(Source records)
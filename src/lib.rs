//! # telesim
//!
//! Similarity maps between a one-dimensional reference series and every grid
//! cell of a `[time, level, lat, lon]` climate field.
//!
//! This crate bundles the workspace crates under one roof and adds the TOML
//! configuration layer and logging setup:
//!
//! | Module | Crate | Role |
//! |--------|-------|------|
//! | [`field`] | `telesim-field` | `Field`, `ReferenceSeries`, `SimilarityMap` |
//! | [`select`] | `telesim-select` | whole period, month, winter and shifted subsets |
//! | [`similarity`] | `telesim-similarity` | measures and the per-cell computation |
//! | [`scaling`] | `telesim-scaling` | quantile binning |
//! | [`combine`] | `telesim-combine` | element-wise map combination |
//! | [`agreement`] | `telesim-agreement` | votes, dispersion, high/low/ambiguous masks |
//! | [`analysis`] | `telesim-analysis` | panel pipelines for a renderer |
//! | [`stats`] | `telesim-stats` | statistics helpers |
//!
//! ```
//! use telesim::TelesimConfig;
//!
//! let config = TelesimConfig::from_toml_str("[measures]\nnames = [\"pearson\"]\n").unwrap();
//! assert_eq!(config.measures().unwrap()[0].name(), "pearson");
//! ```

pub mod config;
mod error;
pub mod logging;

pub use config::TelesimConfig;
pub use error::ConfigError;

pub use telesim_agreement as agreement;
pub use telesim_analysis as analysis;
pub use telesim_combine as combine;
pub use telesim_field as field;
pub use telesim_scaling as scaling;
pub use telesim_select as select;
pub use telesim_similarity as similarity;
pub use telesim_stats as stats;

Description of the task:
Every entry must appear in the answer, reproduced exactly.

Result:
filename src/lib.rs
//! # telesim
//!
//! Similarity maps between a one-dimensional reference series and every grid
//! cell of a `[time, level, lat, lon]` climate field.
//!
//! This crate bundles the workspace crates under one roof and adds the TOML
//! configuration layer and logging setup:
//!
//! | Module | Crate | Role |
//! |--------|-------|------|
//! | [`field`] | `telesim-field` | `Field`, `ReferenceSeries`, `SimilarityMap` |
//! | [`select`] | `telesim-select` | whole period, month, winter and shifted subsets |
//! | [`similarity`] | `telesim-similarity` | measures and the per-cell computation |
//! | [`scaling`] | `telesim-scaling` | quantile binning |
//! | [`combine`] | `telesim-combine` | element-wise map combination |
//! | [`agreement`] | `telesim-agreement` | votes, dispersion, high/low/ambiguous masks |
//! | [`analysis`] | `telesim-analysis` | panel pipelines for a renderer |
//! | [`stats`] | `telesim-stats` | statistics helpers |
//!
//! ```
//! use telesim::TelesimConfig;
//!
//! let config = TelesimConfig::from_toml_str("[measures]\nnames = [\"pearson\"]\n").unwrap();
//! assert_eq!(config.measures().unwrap()[0].name(), "pearson");
//! ```

pub mod config;
mod error;
pub mod logging;

pub use config::TelesimConfig;
pub use error::ConfigError;

pub use telesim_agreement as agreement;
pub use telesim_analysis as analysis;
pub use telesim_combine as combine;
pub use telesim_field as field;
pub use telesim_scaling as scaling;
pub use telesim_select as select;
pub use telesim_similarity as similarity;
pub use telesim_stats as stats;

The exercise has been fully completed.